Task to complete:
Reproduce the data exactly, leaving nothing out.

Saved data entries

----------------

pub(super) fn define(builder: ProviderBuilder) -> DefinitionResult<Provider> {
    let ProviderBuilder {
        name,
        module,
        bases,
        members,
    } = builder;
    let types = Arc::clone(module.types());
    let cx = Context {
        provider: &name,
        module: &module,
        types: &types,
    };

    let base = check_inheritance(&cx, bases)?;
    check_member_names(&cx, &members)?;

    let mut resource_specs = Vec::new();
    let mut own_producers = Vec::new();
    let mut values = Vec::new();
    for (member_name, member) in members {
        match member {
            Member::Resource(spec) => resource_specs.push((member_name, spec)),
            Member::Producer(producer) => own_producers.push((member_name, producer)),
            Member::Value(value) => values.push((member_name, value)),
        }
    }

    let declarations = collect_resources(&cx, base.as_ref(), resource_specs)?;
    let handle = ProviderRef {
        id: Uuid::new_v4(),
        name: Arc::from(name.as_str()),
    };
    let resources = bind_resources(&cx, &handle, declarations)?;

    let targets = collect_targets(&module, &resources);
    let producers = effective_producers(base.as_ref(), own_producers, &values);
    check_values(&cx, &targets, &values)?;
    check_orphan_producers(&cx, &targets, &producers)?;

    let visible = visible_resources(&module, &resources);
    let scope = Scope {
        handle: &handle,
        base: base.as_ref(),
        own: &resources,
        visible: &visible,
    };

    let mut methods = Vec::with_capacity(targets.len());
    for target in &targets {
        let method_name = target.method_name();
        let producer = producers
            .iter()
            .find(|(candidate, _)| *candidate == method_name)
            .map(|(_, producer)| producer)
            .ok_or_else(|| DefinitionError::MissingProducer {
                provider: cx.provider(),
                resource: target.bound.clone(),
            })?;
        check_return_type(&cx, target, producer)?;

        let dependencies = producer
            .params()
            .iter()
            .map(|param| {
                resolve_parameter(&cx, &scope, target, param)
                    .map(|resource| (param.name().to_string(), resource))
            })
            .collect::<DefinitionResult<Vec<_>>>()?;

        methods.push(ProviderMethod {
            provider: handle.clone(),
            resource: target.key.clone(),
            target: target.bound.clone(),
            name: method_name,
            producer: producer.clone(),
            dependencies,
        });
    }

    let mut method_index = HashMap::with_capacity(methods.len() * 2);
    for (idx, method) in methods.iter().enumerate() {
        method_index.insert(method.resource.id(), idx);
        method_index.insert(method.target.id(), idx);
    }
    let resources_by_name = resources
        .iter()
        .enumerate()
        .filter_map(|(idx, resource)| resource.name().map(|name| (name.to_string(), idx)))
        .collect();

    tracing::debug!(
        provider = %name,
        module = %module.name(),
        base = ?base.as_ref().map(Provider::name),
        methods = methods.len(),
        "provider defined"
    );

    Ok(Provider(Arc::new(ProviderInner {
        handle,
        module: module.clone(),
        base,
        resources,
        resources_by_name,
        methods,
        method_index,
    })))
}

fn check_inheritance(cx: &Context<'_>, bases: Vec<Base>) -> DefinitionResult<Option<Provider>> {
    if bases.len() > 1 {
        return Err(DefinitionError::MultipleInheritanceUnsupported {
            provider: cx.provider(),
            bases: bases.iter().map(Base::describe).collect(),
        });
    }

    match bases.into_iter().next() {
        None | Some(Base::Placeholder) => Ok(None),
        Some(Base::Foreign(ty)) => Err(DefinitionError::BaseNotAProvider {
            provider: cx.provider(),
            base: ty,
        }),
        Some(Base::Provider(base)) => {
            if base.module() != cx.module {
                return Err(DefinitionError::BaseProvidesFromDifferentModule {
                    provider: cx.provider(),
                    base: base.name().to_string(),
                    base_module: base.module().name().to_string(),
                    module: cx.module.name().to_string(),
                });
            }
            Ok(Some(base))
        }
    }
}

fn check_member_names(cx: &Context<'_>, members: &[(String, Member)]) -> DefinitionResult<()> {
    let mut seen = HashSet::with_capacity(members.len());
    for (name, _) in members {
        if RESERVED_NAMES.contains(&name.as_str()) {
            return Err(DefinitionError::ReservedAttributeName {
                provider: cx.provider(),
                name: name.clone(),
            });
        }
        if !seen.insert(name.as_str()) {
            return Err(DefinitionError::DuplicateAttribute {
                provider: cx.provider(),
                name: name.clone(),
            });
        }
    }
    Ok(())
}

/// Inherited declarations first, in the base's order, with own redeclarations
/// replacing them in place; new own declarations follow.
fn collect_resources(
    cx: &Context<'_>,
    base: Option<&Provider>,
    specs: Vec<(String, ResourceSpec)>,
) -> DefinitionResult<Vec<Declared>> {
    let mut declarations: Vec<Declared> = base
        .into_iter()
        .flat_map(Provider::resources)
        .map(|inherited| Declared {
            name: inherited.name().unwrap_or_default().to_string(),
            kind: inherited.kind(),
            ty: inherited.type_key(),
            supplied: None,
            overrides: inherited.overrides().cloned(),
        })
        .collect();

    for (name, spec) in specs {
        let declared = classify(cx, name, spec)?;
        match declarations.iter_mut().find(|d| d.name == declared.name) {
            Some(inherited) => {
                if !cx.types.is_compatible(&inherited.ty, &declared.ty) {
                    return Err(DefinitionError::IncompatibleInheritedResourceType {
                        provider: cx.provider(),
                        name: declared.name,
                        ty: declared.ty,
                        inherited: inherited.ty,
                        base: base.map(|b| b.name().to_string()).unwrap_or_default(),
                    });
                }
                *inherited = declared;
            }
            None => declarations.push(declared),
        }
    }
    Ok(declarations)
}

----------------

Output of the task:
pub(super) fn define(builder: ProviderBuilder) -> DefinitionResult<Provider> {
    let ProviderBuilder {
        name,
        module,
        bases,
        members,
    } = builder;
    let types = Arc::clone(module.types());
    let cx = Context {
        provider: &name,
        module: &module,
        types: &types,
    };

    let base = check_inheritance(&cx, bases)?;
    check_member_names(&cx, &members)?;

    let mut resource_specs = Vec::new();
    let mut own_producers = Vec::new();
    let mut values = Vec::new();
    for (member_name, member) in members {
        match member {
            Member::Resource(spec) => resource_specs.push((member_name, spec)),
            Member::Producer(producer) => own_producers.push((member_name, producer)),
            Member::Value(value) => values.push((member_name, value)),
        }
    }

    let declarations = collect_resources(&cx, base.as_ref(), resource_specs)?;
    let handle = ProviderRef {
        id: Uuid::new_v4(),
        name: Arc::from(name.as_str()),
    };
    let resources = bind_resources(&cx, &handle, declarations)?;

    let targets = collect_targets(&module, &resources);
    let producers = effective_producers(base.as_ref(), own_producers, &values);
    check_values(&cx, &targets, &values)?;
    check_orphan_producers(&cx, &targets, &producers)?;

    let visible = visible_resources(&module, &resources);
    let scope = Scope {
        handle: &handle,
        base: base.as_ref(),
        own: &resources,
        visible: &visible,
    };

    let mut methods = Vec::with_capacity(targets.len());
    for target in &targets {
        let method_name = target.method_name();
        let producer = producers
            .iter()
            .find(|(candidate, _)| *candidate == method_name)
            .map(|(_, producer)| producer)
            .ok_or_else(|| DefinitionError::MissingProducer {
                provider: cx.provider(),
                resource: target.bound.clone(),
            })?;
        check_return_type(&cx, target, producer)?;

        let dependencies = producer
            .params()
            .iter()
            .map(|param| {
                resolve_parameter(&cx, &scope, target, param)
                    .map(|resource| (param.name().to_string(), resource))
            })
            .collect::<DefinitionResult<Vec<_>>>()?;

        methods.push(ProviderMethod {
            provider: handle.clone(),
            resource: target.key.clone(),
            target: target.bound.clone(),
            name: method_name,
            producer: producer.clone(),
            dependencies,
        });
    }

    let mut method_index = HashMap::with_capacity(methods.len() * 2);
    for (idx, method) in methods.iter().enumerate() {
        method_index.insert(method.resource.id(), idx);
        method_index.insert(method.target.id(), idx);
    }
    let resources_by_name = resources
        .iter()
        .enumerate()
        .filter_map(|(idx, resource)| resource.name().map(|name| (name.to_string(), idx)))
        .collect();

    tracing::debug!(
        provider = %name,
        module = %module.name(),
        base = ?base.as_ref().map(Provider::name),
        methods = methods.len(),
        "provider defined"
    );

    Ok(Provider(Arc::new(ProviderInner {
        handle,
        module: module.clone(),
        base,
        resources,
        resources_by_name,
        methods,
        method_index,
    })))
}

fn check_inheritance(cx: &Context<'_>, bases: Vec<Base>) -> DefinitionResult<Option<Provider>> {
    if bases.len() > 1 {
        return Err(DefinitionError::MultipleInheritanceUnsupported {
            provider: cx.provider(),
            bases: bases.iter().map(Base::describe).collect(),
        });
    }

    match bases.into_iter().next() {
        None | Some(Base::Placeholder) => Ok(None),
        Some(Base::Foreign(ty)) => Err(DefinitionError::BaseNotAProvider {
            provider: cx.provider(),
            base: ty,
        }),
        Some(Base::Provider(base)) => {
            if base.module() != cx.module {
                return Err(DefinitionError::BaseProvidesFromDifferentModule {
                    provider: cx.provider(),
                    base: base.name().to_string(),
                    base_module: base.module().name().to_string(),
                    module: cx.module.name().to_string(),
                });
            }
            Ok(Some(base))
        }
    }
}

fn check_member_names(cx: &Context<'_>, members: &[(String, Member)]) -> DefinitionResult<()> {
    let mut seen = HashSet::with_capacity(members.len());
    for (name, _) in members {
        if RESERVED_NAMES.contains(&name.as_str()) {
            return Err(DefinitionError::ReservedAttributeName {
                provider: cx.provider(),
                name: name.clone(),
            });
        }
        if !seen.insert(name.as_str()) {
            return Err(DefinitionError::DuplicateAttribute {
                provider: cx.provider(),
                name: name.clone(),
            });
        }
    }
    Ok(())
}

/// Inherited declarations first, in the base's order, with own redeclarations
/// replacing them in place; new own declarations follow.
fn collect_resources(
    cx: &Context<'_>,
    base: Option<&Provider>,
    specs: Vec<(String, ResourceSpec)>,
) -> DefinitionResult<Vec<Declared>> {
    let mut declarations: Vec<Declared> = base
        .into_iter()
        .flat_map(Provider::resources)
        .map(|inherited| Declared {
            name: inherited.name().unwrap_or_default().to_string(),
            kind: inherited.kind(),
            ty: inherited.type_key(),
            supplied: None,
            overrides: inherited.overrides().cloned(),
        })
        .collect();

    for (name, spec) in specs {
        let declared = classify(cx, name, spec)?;
        match declarations.iter_mut().find(|d| d.name == declared.name) {
            Some(inherited) => {
                if !cx.types.is_compatible(&inherited.ty, &declared.ty) {
                    return Err(DefinitionError::IncompatibleInheritedResourceType {
                        provider: cx.provider(),
                        name: declared.name,
                        ty: declared.ty,
                        inherited: inherited.ty,
                        base: base.map(|b| b.name().to_string()).unwrap_or_default(),
                    });
                }
                *inherited = declared;
            }
            None => declarations.push(declared),
        }
    }
    Ok(declarations)
}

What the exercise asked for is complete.